This paper studies the inefficiency of multiplicative approximate Nash Equilibrium for scheduling games. There is a set of machines and a set of jobs. Each job could choose one machine and be processed by the chosen one. A schedule is a \(\theta \)-NE if no player has the incentive to deviate so that it decreases its cost by a factor larger than \(1+\theta \). The \(\theta \)-NE is a generation of Nash Equilibrium and its inefficiency can be measured by the \(\theta \)-PoA, which is also a generalization of the Price of Anarchy. For the game with the social cost of minimizing the makespan, the exact \(\theta \)-PoA for any number of machines and any \(\theta \ge 0\) is obtained. For the game with the social cost of maximizing the minimum machine load, we present upper and lower bounds on the \(\theta \)-PoA. Tight bounds are provided for cases where the number of machines is between 2 and 7 and for any \(\theta \ge 0\).

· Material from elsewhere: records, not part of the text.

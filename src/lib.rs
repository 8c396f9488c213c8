#![forbid(unsafe_code)]
//! Umbrella crate re-exporting the arbor memory arbitration subsystem.

pub use arbor_core as core;
pub use arbor_mem as mem;

pub use arbor_core::{ArbitratorKind, MemoryAllocator, MemoryConfig};
pub use arbor_mem::{
    MemoryManager, MemoryPool, MemoryReclaimer, MemoryReservation, ManagerOptions,
    TrackingAllocator,
};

本文研究了乘法近似纳什均衡在安排比赛方面的低效率。有一组机器和一组作业。每个作业可以选择一台机器并由所选机器进行处理。如果没有玩家有动机偏离，以至于它以大于 \（1+\theta \） 的系数降低其成本，那么赛程就是 \（\theta \）-NE。\（\theta \）-NE 是纳什均衡的一代，它的低效率可以用 \（\theta \）-PoA 来衡量，这也是无政府状态价格的推广。对于具有最小化 makespan 的社会成本的游戏，可以获得任意数量的机器和任何 \（\theta \ge 0\） 的精确 \（\theta \） -PoA。对于具有最大化最小机器负载的社会成本的游戏，我们提出了 \（\theta \）-PoA 的上限和下限。对于机器数量在 2 到 7 之间以及任何 \（\theta \ge 0\） 的情况，都提供了严格的边界。